» TASK DETAILS
Using the listing below, return each line exactly as it reads.

» STUDY MATERIAL
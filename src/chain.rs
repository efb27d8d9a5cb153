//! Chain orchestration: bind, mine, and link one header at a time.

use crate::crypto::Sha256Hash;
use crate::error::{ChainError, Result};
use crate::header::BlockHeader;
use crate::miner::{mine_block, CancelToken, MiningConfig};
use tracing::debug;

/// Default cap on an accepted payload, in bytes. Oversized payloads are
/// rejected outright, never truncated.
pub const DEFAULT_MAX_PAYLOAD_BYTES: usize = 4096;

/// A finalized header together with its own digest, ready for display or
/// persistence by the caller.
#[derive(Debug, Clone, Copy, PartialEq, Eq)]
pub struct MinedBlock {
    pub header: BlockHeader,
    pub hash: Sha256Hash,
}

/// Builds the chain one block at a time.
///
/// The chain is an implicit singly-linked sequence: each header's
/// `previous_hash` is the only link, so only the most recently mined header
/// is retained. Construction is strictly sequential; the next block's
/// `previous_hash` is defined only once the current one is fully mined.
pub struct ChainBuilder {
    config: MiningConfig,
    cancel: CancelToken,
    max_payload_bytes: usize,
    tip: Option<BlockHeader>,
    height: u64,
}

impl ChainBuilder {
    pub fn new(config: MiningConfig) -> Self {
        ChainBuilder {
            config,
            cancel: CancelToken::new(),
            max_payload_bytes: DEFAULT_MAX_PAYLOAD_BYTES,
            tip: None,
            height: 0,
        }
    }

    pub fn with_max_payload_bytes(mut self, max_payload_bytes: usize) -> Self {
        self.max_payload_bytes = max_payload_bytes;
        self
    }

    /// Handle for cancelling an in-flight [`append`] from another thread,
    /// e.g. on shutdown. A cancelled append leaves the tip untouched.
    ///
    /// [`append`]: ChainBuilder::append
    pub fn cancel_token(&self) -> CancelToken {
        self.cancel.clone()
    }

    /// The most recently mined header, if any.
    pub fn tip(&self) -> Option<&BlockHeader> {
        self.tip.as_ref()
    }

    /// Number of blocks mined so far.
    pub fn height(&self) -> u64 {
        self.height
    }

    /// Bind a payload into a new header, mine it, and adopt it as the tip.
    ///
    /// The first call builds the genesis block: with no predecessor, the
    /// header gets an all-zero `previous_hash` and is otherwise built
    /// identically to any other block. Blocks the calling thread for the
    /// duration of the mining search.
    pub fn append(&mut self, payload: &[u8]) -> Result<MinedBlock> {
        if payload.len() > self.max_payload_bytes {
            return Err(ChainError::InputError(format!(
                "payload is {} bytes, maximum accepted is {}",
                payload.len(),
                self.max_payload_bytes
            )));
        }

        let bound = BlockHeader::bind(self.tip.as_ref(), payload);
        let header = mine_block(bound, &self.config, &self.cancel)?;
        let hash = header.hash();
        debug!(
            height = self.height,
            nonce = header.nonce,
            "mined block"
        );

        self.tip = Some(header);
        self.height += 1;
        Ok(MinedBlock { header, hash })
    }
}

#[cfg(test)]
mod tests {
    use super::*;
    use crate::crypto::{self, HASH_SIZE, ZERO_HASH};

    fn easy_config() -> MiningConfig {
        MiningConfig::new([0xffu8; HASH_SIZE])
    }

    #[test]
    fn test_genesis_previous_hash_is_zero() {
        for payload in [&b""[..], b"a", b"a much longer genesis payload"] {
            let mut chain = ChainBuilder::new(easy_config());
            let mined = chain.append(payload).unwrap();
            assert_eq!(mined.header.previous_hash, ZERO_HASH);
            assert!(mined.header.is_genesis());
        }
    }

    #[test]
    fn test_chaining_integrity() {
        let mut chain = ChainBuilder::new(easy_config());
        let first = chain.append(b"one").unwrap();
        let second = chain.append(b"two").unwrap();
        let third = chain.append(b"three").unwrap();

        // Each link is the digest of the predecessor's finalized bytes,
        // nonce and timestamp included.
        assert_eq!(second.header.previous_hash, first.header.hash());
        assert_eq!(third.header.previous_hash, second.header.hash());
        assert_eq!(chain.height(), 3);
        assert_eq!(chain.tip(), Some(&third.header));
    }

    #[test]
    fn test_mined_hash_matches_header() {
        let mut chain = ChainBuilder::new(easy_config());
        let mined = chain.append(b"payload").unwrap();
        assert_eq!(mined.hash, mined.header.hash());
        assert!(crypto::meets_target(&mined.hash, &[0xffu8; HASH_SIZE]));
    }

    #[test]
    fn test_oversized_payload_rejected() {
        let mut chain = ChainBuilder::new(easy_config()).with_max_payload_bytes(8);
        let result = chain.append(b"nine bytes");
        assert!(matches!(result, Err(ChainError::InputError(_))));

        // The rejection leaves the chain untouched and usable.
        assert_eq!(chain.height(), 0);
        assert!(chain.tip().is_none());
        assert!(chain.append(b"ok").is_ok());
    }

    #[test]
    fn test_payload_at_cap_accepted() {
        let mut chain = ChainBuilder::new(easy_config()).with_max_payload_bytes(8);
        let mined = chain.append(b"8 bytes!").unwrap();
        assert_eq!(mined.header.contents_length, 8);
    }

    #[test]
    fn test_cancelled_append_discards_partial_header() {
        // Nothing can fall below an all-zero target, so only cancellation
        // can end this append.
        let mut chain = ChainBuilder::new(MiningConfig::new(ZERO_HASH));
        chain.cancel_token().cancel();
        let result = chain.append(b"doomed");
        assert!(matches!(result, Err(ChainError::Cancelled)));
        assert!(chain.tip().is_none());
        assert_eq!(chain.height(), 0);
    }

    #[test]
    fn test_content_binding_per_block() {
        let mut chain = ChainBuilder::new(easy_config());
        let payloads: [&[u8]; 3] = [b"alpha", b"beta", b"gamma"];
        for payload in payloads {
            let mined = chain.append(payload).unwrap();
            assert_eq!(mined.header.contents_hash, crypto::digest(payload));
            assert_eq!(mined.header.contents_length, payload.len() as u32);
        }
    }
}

» EXERCISE RESPONSE
filename src/chain.rs
repository efb27d8d9a5cb153
//! Chain orchestration: bind, mine, and link one header at a time.

use crate::crypto::Sha256Hash;
use crate::error::{ChainError, Result};
use crate::header::BlockHeader;
use crate::miner::{mine_block, CancelToken, MiningConfig};
use tracing::debug;

/// Default cap on an accepted payload, in bytes. Oversized payloads are
/// rejected outright, never truncated.
pub const DEFAULT_MAX_PAYLOAD_BYTES: usize = 4096;

/// A finalized header together with its own digest, ready for display or
/// persistence by the caller.
#[derive(Debug, Clone, Copy, PartialEq, Eq)]
pub struct MinedBlock {
    pub header: BlockHeader,
    pub hash: Sha256Hash,
}

/// Builds the chain one block at a time.
///
/// The chain is an implicit singly-linked sequence: each header's
/// `previous_hash` is the only link, so only the most recently mined header
/// is retained. Construction is strictly sequential; the next block's
/// `previous_hash` is defined only once the current one is fully mined.
pub struct ChainBuilder {
    config: MiningConfig,
    cancel: CancelToken,
    max_payload_bytes: usize,
    tip: Option<BlockHeader>,
    height: u64,
}

impl ChainBuilder {
    pub fn new(config: MiningConfig) -> Self {
        ChainBuilder {
            config,
            cancel: CancelToken::new(),
            max_payload_bytes: DEFAULT_MAX_PAYLOAD_BYTES,
            tip: None,
            height: 0,
        }
    }

    pub fn with_max_payload_bytes(mut self, max_payload_bytes: usize) -> Self {
        self.max_payload_bytes = max_payload_bytes;
        self
    }

    /// Handle for cancelling an in-flight [`append`] from another thread,
    /// e.g. on shutdown. A cancelled append leaves the tip untouched.
    ///
    /// [`append`]: ChainBuilder::append
    pub fn cancel_token(&self) -> CancelToken {
        self.cancel.clone()
    }

    /// The most recently mined header, if any.
    pub fn tip(&self) -> Option<&BlockHeader> {
        self.tip.as_ref()
    }

    /// Number of blocks mined so far.
    pub fn height(&self) -> u64 {
        self.height
    }

    /// Bind a payload into a new header, mine it, and adopt it as the tip.
    ///
    /// The first call builds the genesis block: with no predecessor, the
    /// header gets an all-zero `previous_hash` and is otherwise built
    /// identically to any other block. Blocks the calling thread for the
    /// duration of the mining search.
    pub fn append(&mut self, payload: &[u8]) -> Result<MinedBlock> {
        if payload.len() > self.max_payload_bytes {
            return Err(ChainError::InputError(format!(
                "payload is {} bytes, maximum accepted is {}",
                payload.len(),
                self.max_payload_bytes
            )));
        }

        let bound = BlockHeader::bind(self.tip.as_ref(), payload);
        let header = mine_block(bound, &self.config, &self.cancel)?;
        let hash = header.hash();
        debug!(
            height = self.height,
            nonce = header.nonce,
            "mined block"
        );

        self.tip = Some(header);
        self.height += 1;
        Ok(MinedBlock { header, hash })
    }
}

#[cfg(test)]
mod tests {
    use super::*;
    use crate::crypto::{self, HASH_SIZE, ZERO_HASH};

    fn easy_config() -> MiningConfig {
        MiningConfig::new([0xffu8; HASH_SIZE])
    }

    #[test]
    fn test_genesis_previous_hash_is_zero() {
        for payload in [&b""[..], b"a", b"a much longer genesis payload"] {
            let mut chain = ChainBuilder::new(easy_config());
            let mined = chain.append(payload).unwrap();
            assert_eq!(mined.header.previous_hash, ZERO_HASH);
            assert!(mined.header.is_genesis());
        }
    }

    #[test]
    fn test_chaining_integrity() {
        let mut chain = ChainBuilder::new(easy_config());
        let first = chain.append(b"one").unwrap();
        let second = chain.append(b"two").unwrap();
        let third = chain.append(b"three").unwrap();

        // Each link is the digest of the predecessor's finalized bytes,
        // nonce and timestamp included.
        assert_eq!(second.header.previous_hash, first.header.hash());
        assert_eq!(third.header.previous_hash, second.header.hash());
        assert_eq!(chain.height(), 3);
        assert_eq!(chain.tip(), Some(&third.header));
    }

    #[test]
    fn test_mined_hash_matches_header() {
        let mut chain = ChainBuilder::new(easy_config());
        let mined = chain.append(b"payload").unwrap();
        assert_eq!(mined.hash, mined.header.hash());
        assert!(crypto::meets_target(&mined.hash, &[0xffu8; HASH_SIZE]));
    }

    #[test]
    fn test_oversized_payload_rejected() {
        let mut chain = ChainBuilder::new(easy_config()).with_max_payload_bytes(8);
        let result = chain.append(b"nine bytes");
        assert!(matches!(result, Err(ChainError::InputError(_))));

        // The rejection leaves the chain untouched and usable.
        assert_eq!(chain.height(), 0);
        assert!(chain.tip().is_none());
        assert!(chain.append(b"ok").is_ok());
    }

    #[test]
    fn test_payload_at_cap_accepted() {
        let mut chain = ChainBuilder::new(easy_config()).with_max_payload_bytes(8);
        let mined = chain.append(b"8 bytes!").unwrap();
        assert_eq!(mined.header.contents_length, 8);
    }

    #[test]
    fn test_cancelled_append_discards_partial_header() {
        // Nothing can fall below an all-zero target, so only cancellation
        // can end this append.
        let mut chain = ChainBuilder::new(MiningConfig::new(ZERO_HASH));
        chain.cancel_token().cancel();
        let result = chain.append(b"doomed");
        assert!(matches!(result, Err(ChainError::Cancelled)));
        assert!(chain.tip().is_none());
        assert_eq!(chain.height(), 0);
    }

    #[test]
    fn test_content_binding_per_block() {
        let mut chain = ChainBuilder::new(easy_config());
        let payloads: [&[u8]; 3] = [b"alpha", b"beta", b"gamma"];
        for payload in payloads {
            let mined = chain.append(payload).unwrap();
            assert_eq!(mined.header.contents_hash, crypto::digest(payload));
            assert_eq!(mined.header.contents_length, payload.len() as u32);
        }
    }
}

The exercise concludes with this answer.